**PROBLEM TO SOLVE**
Which lines in the listing below contain "submitted"? Copy each of them.

**GIVEN INFORMATION**
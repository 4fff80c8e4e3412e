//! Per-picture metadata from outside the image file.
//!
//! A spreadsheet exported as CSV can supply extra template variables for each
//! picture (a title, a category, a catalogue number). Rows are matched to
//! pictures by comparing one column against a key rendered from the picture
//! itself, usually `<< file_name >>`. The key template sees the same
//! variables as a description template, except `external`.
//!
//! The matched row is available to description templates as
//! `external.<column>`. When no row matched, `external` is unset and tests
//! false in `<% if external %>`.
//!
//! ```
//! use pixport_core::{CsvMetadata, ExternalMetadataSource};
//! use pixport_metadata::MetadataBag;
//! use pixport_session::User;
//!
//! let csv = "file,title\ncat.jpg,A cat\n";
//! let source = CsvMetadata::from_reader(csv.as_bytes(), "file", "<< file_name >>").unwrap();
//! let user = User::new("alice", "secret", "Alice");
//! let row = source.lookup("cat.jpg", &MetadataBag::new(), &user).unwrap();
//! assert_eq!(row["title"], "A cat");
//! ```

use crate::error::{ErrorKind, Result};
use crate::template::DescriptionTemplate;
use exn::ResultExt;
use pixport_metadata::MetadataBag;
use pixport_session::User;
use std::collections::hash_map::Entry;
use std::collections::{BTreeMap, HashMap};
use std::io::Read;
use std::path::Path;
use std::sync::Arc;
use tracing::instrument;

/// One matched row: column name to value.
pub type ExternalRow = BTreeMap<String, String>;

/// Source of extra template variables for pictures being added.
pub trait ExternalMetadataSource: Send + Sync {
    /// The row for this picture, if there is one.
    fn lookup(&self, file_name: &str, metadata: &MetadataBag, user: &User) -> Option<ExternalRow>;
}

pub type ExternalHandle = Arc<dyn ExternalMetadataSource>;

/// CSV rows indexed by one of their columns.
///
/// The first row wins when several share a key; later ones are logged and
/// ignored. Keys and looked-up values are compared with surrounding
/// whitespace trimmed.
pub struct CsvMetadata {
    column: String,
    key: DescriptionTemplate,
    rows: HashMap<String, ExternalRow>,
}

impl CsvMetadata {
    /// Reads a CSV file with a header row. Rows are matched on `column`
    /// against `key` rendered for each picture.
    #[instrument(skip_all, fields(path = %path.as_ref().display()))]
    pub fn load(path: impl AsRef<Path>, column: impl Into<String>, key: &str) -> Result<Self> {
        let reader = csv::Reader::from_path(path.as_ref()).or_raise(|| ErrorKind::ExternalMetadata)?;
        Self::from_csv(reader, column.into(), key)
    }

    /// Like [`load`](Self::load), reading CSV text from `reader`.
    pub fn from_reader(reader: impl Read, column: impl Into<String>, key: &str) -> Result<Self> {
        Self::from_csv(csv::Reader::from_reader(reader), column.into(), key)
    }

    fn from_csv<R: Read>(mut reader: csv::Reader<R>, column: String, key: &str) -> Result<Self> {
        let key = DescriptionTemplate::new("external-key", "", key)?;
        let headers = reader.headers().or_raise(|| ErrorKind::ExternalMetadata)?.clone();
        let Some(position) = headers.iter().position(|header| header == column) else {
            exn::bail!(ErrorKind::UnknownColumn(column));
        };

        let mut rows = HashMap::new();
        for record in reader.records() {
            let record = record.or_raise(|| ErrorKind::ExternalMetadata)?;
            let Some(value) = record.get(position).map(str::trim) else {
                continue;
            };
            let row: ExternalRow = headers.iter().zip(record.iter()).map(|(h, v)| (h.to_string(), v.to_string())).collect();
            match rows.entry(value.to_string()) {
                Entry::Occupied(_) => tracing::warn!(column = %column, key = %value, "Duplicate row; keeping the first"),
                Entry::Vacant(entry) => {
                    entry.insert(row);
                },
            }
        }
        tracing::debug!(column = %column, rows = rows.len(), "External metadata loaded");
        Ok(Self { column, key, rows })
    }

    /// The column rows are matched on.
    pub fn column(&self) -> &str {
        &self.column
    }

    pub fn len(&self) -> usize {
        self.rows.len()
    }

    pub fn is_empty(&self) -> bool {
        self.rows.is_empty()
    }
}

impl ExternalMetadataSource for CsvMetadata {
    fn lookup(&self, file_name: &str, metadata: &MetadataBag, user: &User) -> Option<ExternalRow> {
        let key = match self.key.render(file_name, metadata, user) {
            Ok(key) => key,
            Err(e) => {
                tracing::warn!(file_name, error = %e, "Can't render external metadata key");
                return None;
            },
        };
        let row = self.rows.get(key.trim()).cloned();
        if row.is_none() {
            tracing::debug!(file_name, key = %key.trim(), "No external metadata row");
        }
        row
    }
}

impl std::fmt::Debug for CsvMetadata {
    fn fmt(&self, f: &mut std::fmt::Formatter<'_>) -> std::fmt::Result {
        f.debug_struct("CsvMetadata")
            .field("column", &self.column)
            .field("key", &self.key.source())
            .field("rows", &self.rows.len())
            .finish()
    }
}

...

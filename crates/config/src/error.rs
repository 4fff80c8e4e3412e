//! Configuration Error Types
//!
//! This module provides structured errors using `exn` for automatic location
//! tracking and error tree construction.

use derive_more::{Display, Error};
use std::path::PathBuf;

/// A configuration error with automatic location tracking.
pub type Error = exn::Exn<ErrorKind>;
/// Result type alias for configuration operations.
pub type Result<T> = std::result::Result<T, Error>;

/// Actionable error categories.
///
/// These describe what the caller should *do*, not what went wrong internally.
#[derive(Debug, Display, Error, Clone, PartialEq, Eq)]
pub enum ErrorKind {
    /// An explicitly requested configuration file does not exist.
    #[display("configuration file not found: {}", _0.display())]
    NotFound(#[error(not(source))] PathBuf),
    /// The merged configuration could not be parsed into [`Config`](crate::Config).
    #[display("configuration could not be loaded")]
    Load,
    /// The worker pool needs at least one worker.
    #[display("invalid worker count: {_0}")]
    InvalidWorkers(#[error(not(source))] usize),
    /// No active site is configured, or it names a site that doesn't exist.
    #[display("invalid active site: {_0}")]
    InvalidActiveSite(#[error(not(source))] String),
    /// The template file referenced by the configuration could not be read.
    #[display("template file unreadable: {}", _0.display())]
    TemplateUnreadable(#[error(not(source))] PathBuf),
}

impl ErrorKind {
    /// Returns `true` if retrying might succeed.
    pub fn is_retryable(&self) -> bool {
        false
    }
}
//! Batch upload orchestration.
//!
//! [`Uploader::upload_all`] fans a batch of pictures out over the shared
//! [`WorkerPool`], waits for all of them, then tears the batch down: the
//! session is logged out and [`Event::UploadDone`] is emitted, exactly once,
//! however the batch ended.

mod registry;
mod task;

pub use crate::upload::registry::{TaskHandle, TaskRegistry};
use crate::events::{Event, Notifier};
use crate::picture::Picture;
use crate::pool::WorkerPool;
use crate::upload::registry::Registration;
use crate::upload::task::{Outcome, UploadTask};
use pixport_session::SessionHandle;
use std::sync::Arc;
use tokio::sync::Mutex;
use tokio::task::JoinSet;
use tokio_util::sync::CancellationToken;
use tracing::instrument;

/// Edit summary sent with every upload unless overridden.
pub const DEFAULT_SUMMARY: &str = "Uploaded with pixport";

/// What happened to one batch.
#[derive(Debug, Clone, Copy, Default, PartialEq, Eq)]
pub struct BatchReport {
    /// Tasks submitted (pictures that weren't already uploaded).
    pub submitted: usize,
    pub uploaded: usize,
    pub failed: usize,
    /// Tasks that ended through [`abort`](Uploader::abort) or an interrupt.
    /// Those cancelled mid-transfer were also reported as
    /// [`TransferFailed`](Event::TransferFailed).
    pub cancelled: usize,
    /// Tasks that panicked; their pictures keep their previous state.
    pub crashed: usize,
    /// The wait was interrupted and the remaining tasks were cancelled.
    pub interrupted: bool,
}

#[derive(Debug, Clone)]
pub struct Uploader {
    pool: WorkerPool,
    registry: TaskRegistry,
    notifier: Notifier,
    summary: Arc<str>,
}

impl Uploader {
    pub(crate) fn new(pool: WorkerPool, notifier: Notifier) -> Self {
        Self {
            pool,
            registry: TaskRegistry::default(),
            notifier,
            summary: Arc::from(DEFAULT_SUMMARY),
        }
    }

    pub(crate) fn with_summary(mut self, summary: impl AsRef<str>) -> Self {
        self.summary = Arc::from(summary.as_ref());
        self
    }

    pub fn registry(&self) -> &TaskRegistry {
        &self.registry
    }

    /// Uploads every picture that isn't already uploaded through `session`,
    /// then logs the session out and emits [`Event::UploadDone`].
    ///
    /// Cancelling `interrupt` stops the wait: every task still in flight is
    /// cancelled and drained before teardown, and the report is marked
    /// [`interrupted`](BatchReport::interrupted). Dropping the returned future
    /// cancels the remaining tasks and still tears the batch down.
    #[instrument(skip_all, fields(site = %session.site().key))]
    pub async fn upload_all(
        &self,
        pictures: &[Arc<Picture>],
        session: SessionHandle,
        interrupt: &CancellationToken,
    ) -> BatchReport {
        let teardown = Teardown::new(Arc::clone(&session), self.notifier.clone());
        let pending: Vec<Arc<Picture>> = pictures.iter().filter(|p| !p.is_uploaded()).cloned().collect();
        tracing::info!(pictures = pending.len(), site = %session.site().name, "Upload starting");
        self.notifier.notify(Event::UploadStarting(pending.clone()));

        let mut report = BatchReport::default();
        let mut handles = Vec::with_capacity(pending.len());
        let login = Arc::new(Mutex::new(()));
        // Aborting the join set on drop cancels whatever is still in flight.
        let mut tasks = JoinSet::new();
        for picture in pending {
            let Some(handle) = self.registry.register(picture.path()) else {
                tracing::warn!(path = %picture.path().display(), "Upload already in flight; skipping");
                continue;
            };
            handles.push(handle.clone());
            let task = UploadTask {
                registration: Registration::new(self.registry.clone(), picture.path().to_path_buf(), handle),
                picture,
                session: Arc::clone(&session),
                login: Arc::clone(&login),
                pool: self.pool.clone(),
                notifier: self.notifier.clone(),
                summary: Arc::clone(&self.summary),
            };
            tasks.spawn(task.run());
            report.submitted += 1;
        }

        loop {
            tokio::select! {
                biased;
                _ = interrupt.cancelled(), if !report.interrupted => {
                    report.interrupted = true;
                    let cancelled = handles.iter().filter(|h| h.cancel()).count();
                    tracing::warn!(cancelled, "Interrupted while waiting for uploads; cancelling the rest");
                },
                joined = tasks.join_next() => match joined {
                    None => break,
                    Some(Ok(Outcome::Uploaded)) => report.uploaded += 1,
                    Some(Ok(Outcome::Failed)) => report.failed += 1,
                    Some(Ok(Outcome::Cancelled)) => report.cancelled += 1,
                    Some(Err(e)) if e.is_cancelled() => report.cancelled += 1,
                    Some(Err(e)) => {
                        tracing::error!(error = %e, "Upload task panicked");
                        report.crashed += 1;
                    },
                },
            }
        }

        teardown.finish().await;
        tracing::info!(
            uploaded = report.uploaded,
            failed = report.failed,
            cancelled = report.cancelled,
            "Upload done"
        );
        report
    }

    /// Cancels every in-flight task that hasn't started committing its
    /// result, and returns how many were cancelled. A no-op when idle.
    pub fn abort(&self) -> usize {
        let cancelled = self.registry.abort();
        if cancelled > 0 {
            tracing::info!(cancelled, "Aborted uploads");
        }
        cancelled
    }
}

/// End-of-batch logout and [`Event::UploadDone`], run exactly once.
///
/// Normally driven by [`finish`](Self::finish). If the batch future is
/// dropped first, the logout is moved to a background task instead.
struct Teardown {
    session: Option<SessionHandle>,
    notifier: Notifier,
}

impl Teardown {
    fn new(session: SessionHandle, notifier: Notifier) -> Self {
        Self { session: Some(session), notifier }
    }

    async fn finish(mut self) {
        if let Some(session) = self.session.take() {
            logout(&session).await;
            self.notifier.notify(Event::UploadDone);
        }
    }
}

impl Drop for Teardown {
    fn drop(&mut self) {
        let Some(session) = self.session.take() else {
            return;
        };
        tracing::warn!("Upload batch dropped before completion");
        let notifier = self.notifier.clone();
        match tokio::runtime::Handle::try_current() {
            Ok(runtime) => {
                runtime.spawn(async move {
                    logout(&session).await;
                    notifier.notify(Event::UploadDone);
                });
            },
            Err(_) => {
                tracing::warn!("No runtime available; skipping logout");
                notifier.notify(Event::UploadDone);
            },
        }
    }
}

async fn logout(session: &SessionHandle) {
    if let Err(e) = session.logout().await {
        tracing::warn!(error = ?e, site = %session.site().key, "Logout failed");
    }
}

**TASK ANSWER**
    /// Tasks submitted (pictures that weren't already uploaded).
    pub submitted: usize,
            report.submitted += 1;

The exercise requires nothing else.